In 2004 Goddard signed for the Toronto Lynx where he served as a backup to Bryheem Hancock for most of the season. He made his debut in 5–1 victory over the Puerto Rico Islanders on 6 June. But on 30 June he was released from his contract after struggling to hold a starting position. The following season he re-signed with the Lynx under new coach Hubert Busby Jr. Before the commencement of the 2006 season he practiced with Rochester Rhinos, but failed to secure a contract. He returned for his third and final season with Toronto in 2006.

In 2007, Goddard signed with the 2006 USL Division 1 champion the Vancouver Whitecaps. He competed for a starting position with Matt Nelson, and Lutz Pfannenstiel, but eventually, he served as backup to Nelson. After the conclusion of the season, he was released from his contract.

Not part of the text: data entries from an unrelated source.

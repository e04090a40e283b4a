//! # Bitmap Font Engine
//!
//! Renders text with fixed 1-bit glyph bitmaps produced offline by the font
//! asset generator. A font is a table of named glyphs; plain characters are
//! looked up by themselves (`"A"`, `"ü"`), special symbols by an arbitrary
//! name referenced inline as `{{NAME}}` (see [`crate::escape`]).
//!
//! ## Glyph Encoding
//! Each glyph stores `width * height` bits, row-major, most significant bit
//! first, as one continuous stream (rows are not byte aligned). A set bit is
//! painted in the foreground value, a cleared bit in the background value.
//!
//! ## Caching
//! Decoding unpacks bits into one byte per pixel, which is far cheaper to
//! blit repeatedly. Decoded glyphs are memoized per name for the lifetime of
//! the engine; fonts never change at runtime so the cache is never
//! invalidated. [`Preload::All`] decodes the whole table up front and drops
//! the packed bitmaps afterwards to give the memory back.

use std::collections::HashMap;
use std::fs;
use std::path::Path;
use std::rc::Rc;

use embedded_graphics::{pixelcolor::BinaryColor, prelude::*};
use log::{debug, info};
use serde::Deserialize;
use thiserror::Error;

use crate::escape::{EscapeError, EscapeParser, Token};

/// Name of the glyph drawn for anything the table does not contain.
pub const UNKNOWN_GLYPH: &str = "UNKNOWN";

#[derive(Error, Debug)]
pub enum FontError {
    #[error("font table has no \"{UNKNOWN_GLYPH}\" glyph")]
    MissingUnknown,

    #[error("glyph {name:?} needs {expected} bitmap bytes, got {actual}")]
    TruncatedGlyph {
        name: String,
        expected: usize,
        actual: usize,
    },

    #[error(transparent)]
    Escape(#[from] EscapeError),

    #[error("font asset IO: {0}")]
    Io(#[from] std::io::Error),

    #[error("font asset format: {0}")]
    Format(#[from] serde_json::Error),
}

/// A packed 1-bit glyph as produced by the asset generator.
#[derive(Clone, Debug, Deserialize, PartialEq, Eq)]
pub struct Glyph {
    pub width: u16,
    pub height: u16,
    pub bitmap: Vec<u8>,
}

impl Glyph {
    fn packed_len(&self) -> usize {
        (self.width as usize * self.height as usize).div_ceil(8)
    }

    fn unpack(&self, foreground: u8, background: u8) -> GlyphBitmap {
        let count = self.width as usize * self.height as usize;
        let pixels = (0..count)
            .map(|bit| {
                let byte = self.bitmap[bit / 8];
                if byte & (0x80 >> (bit % 8)) != 0 {
                    foreground
                } else {
                    background
                }
            })
            .collect();

        GlyphBitmap {
            width: self.width,
            height: self.height,
            pixels,
        }
    }
}

/// A decoded glyph: one pixel value per byte, row-major.
#[derive(Clone, Debug, PartialEq, Eq)]
pub struct GlyphBitmap {
    width: u16,
    height: u16,
    pixels: Vec<u8>,
}

impl GlyphBitmap {
    pub fn width(&self) -> u16 {
        self.width
    }

    pub fn height(&self) -> u16 {
        self.height
    }

    pub fn pixel(&self, x: u16, y: u16) -> u8 {
        self.pixels[y as usize * self.width as usize + x as usize]
    }

    /// Iterate `(x, y, value)` over every pixel.
    pub fn pixels(&self) -> impl Iterator<Item = (i32, i32, u8)> + '_ {
        let width = self.width.max(1) as usize;
        self.pixels
            .iter()
            .enumerate()
            .map(move |(i, &v)| ((i % width) as i32, (i / width) as i32, v))
    }
}

/// Immutable glyph table. Always contains [`UNKNOWN_GLYPH`].
#[derive(Clone, Debug)]
pub struct FontTable {
    glyphs: HashMap<String, Glyph>,
    line_height: u16,
}

impl FontTable {
    pub fn new(glyphs: HashMap<String, Glyph>) -> Result<Self, FontError> {
        if !glyphs.contains_key(UNKNOWN_GLYPH) {
            return Err(FontError::MissingUnknown);
        }

        for (name, glyph) in &glyphs {
            if glyph.bitmap.len() < glyph.packed_len() {
                return Err(FontError::TruncatedGlyph {
                    name: name.clone(),
                    expected: glyph.packed_len(),
                    actual: glyph.bitmap.len(),
                });
            }
        }

        let line_height = glyphs.values().map(|g| g.height).max().unwrap_or(0);
        Ok(Self {
            glyphs,
            line_height,
        })
    }

    /// Parse a JSON glyph asset: `{"A": {"width": 8, "height": 12, "bitmap": [..]}, ..}`.
    pub fn from_json(json: &str) -> Result<Self, FontError> {
        let glyphs: HashMap<String, Glyph> = serde_json::from_str(json)?;
        Self::new(glyphs)
    }

    pub fn load<P: AsRef<Path>>(path: P) -> Result<Self, FontError> {
        let contents = fs::read_to_string(&path)?;
        let table = Self::from_json(&contents)?;
        info!(
            "loaded {} glyphs from {} (line height {})",
            table.len(),
            path.as_ref().display(),
            table.line_height
        );
        Ok(table)
    }

    pub fn line_height(&self) -> u16 {
        self.line_height
    }

    pub fn len(&self) -> usize {
        self.glyphs.len()
    }

    pub fn is_empty(&self) -> bool {
        self.glyphs.is_empty()
    }

    pub fn get(&self, name: &str) -> Option<&Glyph> {
        self.glyphs.get(name)
    }
}

/// Which glyphs to decode when the engine is built.
#[derive(Clone, Debug, Default)]
pub enum Preload {
    /// Decode lazily on first use.
    #[default]
    None,
    /// Decode everything now and drop the packed table.
    All,
    /// Decode these glyph names now, the rest lazily.
    Glyphs(Vec<String>),
}

#[derive(Clone, Copy, Debug, Default, PartialEq, Eq)]
pub enum Align {
    #[default]
    Left,
    Right,
    Center,
}

/// Area covered by a drawn string, `x1`/`y1` exclusive.
#[derive(Clone, Copy, Debug, PartialEq, Eq)]
pub struct BoundingBox {
    pub x0: i32,
    pub y0: i32,
    pub x1: i32,
    pub y1: i32,
}

impl BoundingBox {
    pub fn width(&self) -> i32 {
        self.x1 - self.x0
    }

    pub fn height(&self) -> i32 {
        self.y1 - self.y0
    }
}

/// Anything glyphs can be blitted onto.
///
/// `key` is the transparent color: pixels equal to it are skipped.
pub trait Canvas {
    fn blit(&mut self, bitmap: &GlyphBitmap, x: i32, y: i32, key: Option<u8>);
}

impl<T> Canvas for T
where
    T: DrawTarget<Color = BinaryColor>,
{
    fn blit(&mut self, bitmap: &GlyphBitmap, x: i32, y: i32, key: Option<u8>) {
        let pixels = bitmap
            .pixels()
            .filter(|&(_, _, value)| Some(value) != key)
            .map(|(px, py, value)| {
                let color = if value != 0 {
                    BinaryColor::On
                } else {
                    BinaryColor::Off
                };
                Pixel(Point::new(x + px, y + py), color)
            });
        self.draw_iter(pixels).ok();
    }
}

/// Canvas used by measuring passes.
struct NullCanvas;

impl Canvas for NullCanvas {
    fn blit(&mut self, _bitmap: &GlyphBitmap, _x: i32, _y: i32, _key: Option<u8>) {}
}

/// Lays out, measures, and draws text with one [`FontTable`].
pub struct FontEngine {
    glyphs: HashMap<String, Glyph>,
    cache: HashMap<String, Rc<GlyphBitmap>>,
    unknown: Rc<GlyphBitmap>,
    line_height: u16,
    foreground: u8,
    background: u8,
}

impl FontEngine {
    pub fn new(table: FontTable, preload: Preload, foreground: u8, background: u8) -> Self {
        let FontTable {
            glyphs,
            line_height,
        } = table;

        // FontTable::new guarantees the entry exists
        let unknown = Rc::new(glyphs[UNKNOWN_GLYPH].unpack(foreground, background));

        let mut engine = Self {
            glyphs,
            cache: HashMap::new(),
            unknown,
            line_height,
            foreground,
            background,
        };

        match preload {
            Preload::None => {}
            Preload::All => {
                let names: Vec<String> = engine.glyphs.keys().cloned().collect();
                for name in &names {
                    engine.decode_name(name);
                }
                engine.glyphs = HashMap::new();
                debug!("font cache preheated with {} glyphs", engine.cache.len());
            }
            Preload::Glyphs(names) => {
                for name in &names {
                    engine.decode_name(name);
                }
                debug!("font cache preheated with {} glyphs", engine.cache.len());
            }
        }

        engine
    }

    pub fn line_height(&self) -> u16 {
        self.line_height
    }

    pub fn foreground(&self) -> u8 {
        self.foreground
    }

    pub fn background(&self) -> u8 {
        self.background
    }

    /// Number of decoded glyphs held in the cache.
    pub fn cached_glyphs(&self) -> usize {
        self.cache.len()
    }

    /// Decode the glyph for `ch`, falling back to [`UNKNOWN_GLYPH`].
    pub fn decode(&mut self, ch: char) -> Rc<GlyphBitmap> {
        let mut buf = [0u8; 4];
        self.decode_name(ch.encode_utf8(&mut buf))
    }

    /// Decode a glyph by table name, falling back to [`UNKNOWN_GLYPH`].
    pub fn decode_name(&mut self, name: &str) -> Rc<GlyphBitmap> {
        if let Some(bitmap) = self.cache.get(name) {
            return Rc::clone(bitmap);
        }

        let bitmap = match self.glyphs.get(name) {
            Some(glyph) => Rc::new(glyph.unpack(self.foreground, self.background)),
            None => {
                debug!("no glyph named {name:?}, drawing {UNKNOWN_GLYPH}");
                Rc::clone(&self.unknown)
            }
        };
        self.cache.insert(name.to_owned(), Rc::clone(&bitmap));
        bitmap
    }

    /// Width and height `text` would occupy. Height is always the line height.
    pub fn measure(&mut self, text: &str) -> Result<(i32, i32), FontError> {
        let bounds = self.layout(&mut NullCanvas, text, 0, 0, false)?;
        Ok((bounds.width(), bounds.height()))
    }

    /// Draw `text` so that `x` is its left edge, right edge, or center per `align`.
    ///
    /// With `transparent` set, background pixels of each glyph are left as
    /// they are on the target.
    pub fn draw<C: Canvas + ?Sized>(
        &mut self,
        target: &mut C,
        text: &str,
        x: i32,
        y: i32,
        align: Align,
        transparent: bool,
    ) -> Result<BoundingBox, FontError> {
        let start_x = match align {
            Align::Left => x,
            Align::Right => x - self.measure(text)?.0,
            Align::Center => x - self.measure(text)?.0 / 2,
        };
        self.layout(target, text, start_x, y, transparent)
    }

    fn layout<C: Canvas + ?Sized>(
        &mut self,
        target: &mut C,
        text: &str,
        x: i32,
        y: i32,
        transparent: bool,
    ) -> Result<BoundingBox, FontError> {
        let key = transparent.then_some(self.background);
        let mut parser = EscapeParser::new();
        let mut cursor = x;

        for ch in text.chars() {
            let bitmap = match parser.feed(ch)? {
                None => continue,
                Some(Token::Literal(c)) => self.decode(c),
                Some(Token::Named(name)) => self.decode_name(&name),
            };
            target.blit(&bitmap, cursor, y, key);
            cursor += i32::from(bitmap.width());
        }
        parser.finish()?;

        Ok(BoundingBox {
            x0: x,
            y0: y,
            x1: cursor,
            y1: y + i32::from(self.line_height),
        })
    }
}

Goddard was brought back into the 2008 Vancouver Whitecaps team early in the season due to an injury to their starting GK Jay Nolly by new coach Teitur Thordarson, but was released just before the USL Division 1 roster freeze deadline.

==Coaching career==
Beside works as Goalkeeper Coach by North Shore Soccer Development Centre, he was trained at St. Clair's Coaching School, Tobago. He was a member, along with Tab Ramos, of the All-America Soccer Workshop at Best Western Lehigh Valley Hotel & Conference Center on Routes 22 and 512 in Bethlehem, Pa. He was the Head coach, of the U-16 Girls for Mountain WFC, and was formerly a Goalkeeper Coach at University of Ottawa in 2003. In 2003, he was the head coach of the Ottawa Internationals U18 Girls in the Ligue Soccer Elite du Quebec (LSEQ) and assistant/goalkeeper coach for the University of Ottawa Women's team that finished second in the CIS. In 2006 Goddard joined the University of Toronto Varsity Blues Women's Soccer Program as their Goalkeeper Coach. The Varsity Blues were knocked out in the Ontario semis.

Goddard is currently working as the Head Football Development Coach for Bishop's High School, Tobago since 2012 (his alma matar).

==Awards==

Ottawa Wizards
- Rogers Cup: 2001
- Open Canada Cup: 2001

Toronto Lynx
- Open Canada Cup runner-up: 2006
- Voyageurs Cup runner-up: 2006

== Personal life ==
Richard is the brother-in-law of former Trinidad and Tobago footballer Wendell Moore and the uncle of the US youth national player Shaquell Moore.